WORK INSTRUCTION
Give back the material that follows, identical in every line.
[[ EXTRACTED INFORMATION open ]]
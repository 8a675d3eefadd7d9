use criterion::{black_box, criterion_group, criterion_main, BenchmarkId, Criterion};
use logscout::{scan, search::LineMatcher, EncodingMode, ScanConfig, ScanRequest};
use std::{fs, fs::File, io::Write, num::NonZeroUsize, path::Path};
use tempfile::tempdir;

fn create_test_files(root: &Path, file_count: usize, lines_per_file: usize) -> std::io::Result<()> {
    for i in 0..file_count {
        let dir = root.join(format!("service_{}", i % 8));
        fs::create_dir_all(&dir)?;
        let mut file = File::create(dir.join(format!("app_{}.log", i)))?;
        for j in 0..lines_per_file {
            if j % 50 == 0 {
                writeln!(file, "2024-01-01T00:00:{:02} ERROR request {} failed", j % 60, j)?;
            } else {
                writeln!(file, "2024-01-01T00:00:{:02} INFO request {} served", j % 60, j)?;
            }
        }
    }
    Ok(())
}

fn build_request(root: &Path, output: &Path, threads: usize, encoding: EncodingMode) -> ScanRequest {
    ScanConfig {
        thread_count: NonZeroUsize::new(threads).unwrap(),
        search_text: "error".to_string(),
        input_dir: root.to_path_buf(),
        output_path: output.to_path_buf(),
        encoding_mode: encoding,
        ..ScanConfig::default()
    }
    .validate()
    .unwrap()
}

fn bench_thread_scaling(c: &mut Criterion) {
    let dir = tempdir().unwrap();
    let root = dir.path().join("logs");
    create_test_files(&root, 200, 500).unwrap();
    let output = dir.path().join("out.txt");

    let mut group = c.benchmark_group("Thread Scaling");
    for threads in [1, 2, 4, 8] {
        let request = build_request(&root, &output, threads, EncodingMode::Latin1);
        group.bench_with_input(BenchmarkId::from_parameter(threads), &request, |b, request| {
            b.iter(|| {
                let _ = fs::remove_file(&output);
                black_box(scan(request).unwrap())
            });
        });
    }
    group.finish();
}

fn bench_encoding(c: &mut Criterion) {
    let dir = tempdir().unwrap();
    let root = dir.path().join("logs");
    create_test_files(&root, 50, 2000).unwrap();
    let output = dir.path().join("out.txt");

    let mut group = c.benchmark_group("Encoding");
    for encoding in [EncodingMode::Latin1, EncodingMode::Utf8] {
        let request = build_request(&root, &output, 4, encoding);
        group.bench_function(encoding.to_string(), |b| {
            b.iter(|| {
                let _ = fs::remove_file(&output);
                black_box(scan(&request).unwrap())
            });
        });
    }
    group.finish();
}

fn bench_line_matcher(c: &mut Criterion) {
    let ascii = LineMatcher::new("timeout");
    let unicode = LineMatcher::new("ÉCHEC");
    let line = "2024-01-01T00:00:00 WARN upstream call to billing-service took 2301ms before TIMEOUT";

    let mut group = c.benchmark_group("Line Matcher");
    group.bench_function("ascii", |b| b.iter(|| black_box(ascii.is_match(black_box(line)))));
    group.bench_function("unicode", |b| b.iter(|| black_box(unicode.is_match(black_box(line)))));
    group.finish();
}

criterion_group!(benches, bench_thread_scaling, bench_encoding, bench_line_matcher);
criterion_main!(benches);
[[ EXTRACTED INFORMATION closed ]]
ANSWER AREA
repository 8a675d3eefadd7d9
use criterion::{black_box, criterion_group, criterion_main, BenchmarkId, Criterion};
use logscout::{scan, search::LineMatcher, EncodingMode, ScanConfig, ScanRequest};
use std::{fs, fs::File, io::Write, num::NonZeroUsize, path::Path};
use tempfile::tempdir;

fn create_test_files(root: &Path, file_count: usize, lines_per_file: usize) -> std::io::Result<()> {
    for i in 0..file_count {
        let dir = root.join(format!("service_{}", i % 8));
        fs::create_dir_all(&dir)?;
        let mut file = File::create(dir.join(format!("app_{}.log", i)))?;
        for j in 0..lines_per_file {
            if j % 50 == 0 {
                writeln!(file, "2024-01-01T00:00:{:02} ERROR request {} failed", j % 60, j)?;
            } else {
                writeln!(file, "2024-01-01T00:00:{:02} INFO request {} served", j % 60, j)?;
            }
        }
    }
    Ok(())
}

fn build_request(root: &Path, output: &Path, threads: usize, encoding: EncodingMode) -> ScanRequest {
    ScanConfig {
        thread_count: NonZeroUsize::new(threads).unwrap(),
        search_text: "error".to_string(),
        input_dir: root.to_path_buf(),
        output_path: output.to_path_buf(),
        encoding_mode: encoding,
        ..ScanConfig::default()
    }
    .validate()
    .unwrap()
}

fn bench_thread_scaling(c: &mut Criterion) {
    let dir = tempdir().unwrap();
    let root = dir.path().join("logs");
    create_test_files(&root, 200, 500).unwrap();
    let output = dir.path().join("out.txt");

    let mut group = c.benchmark_group("Thread Scaling");
    for threads in [1, 2, 4, 8] {
        let request = build_request(&root, &output, threads, EncodingMode::Latin1);
        group.bench_with_input(BenchmarkId::from_parameter(threads), &request, |b, request| {
            b.iter(|| {
                let _ = fs::remove_file(&output);
                black_box(scan(request).unwrap())
            });
        });
    }
    group.finish();
}

fn bench_encoding(c: &mut Criterion) {
    let dir = tempdir().unwrap();
    let root = dir.path().join("logs");
    create_test_files(&root, 50, 2000).unwrap();
    let output = dir.path().join("out.txt");

    let mut group = c.benchmark_group("Encoding");
    for encoding in [EncodingMode::Latin1, EncodingMode::Utf8] {
        let request = build_request(&root, &output, 4, encoding);
        group.bench_function(encoding.to_string(), |b| {
            b.iter(|| {
                let _ = fs::remove_file(&output);
                black_box(scan(&request).unwrap())
            });
        });
    }
    group.finish();
}

fn bench_line_matcher(c: &mut Criterion) {
    let ascii = LineMatcher::new("timeout");
    let unicode = LineMatcher::new("ÉCHEC");
    let line = "2024-01-01T00:00:00 WARN upstream call to billing-service took 2301ms before TIMEOUT";

    let mut group = c.benchmark_group("Line Matcher");
    group.bench_function("ascii", |b| b.iter(|| black_box(ascii.is_match(black_box(line)))));
    group.bench_function("unicode", |b| b.iter(|| black_box(unicode.is_match(black_box(line)))));
    group.finish();
}

criterion_group!(benches, bench_thread_scaling, bench_encoding, bench_line_matcher);
criterion_main!(benches);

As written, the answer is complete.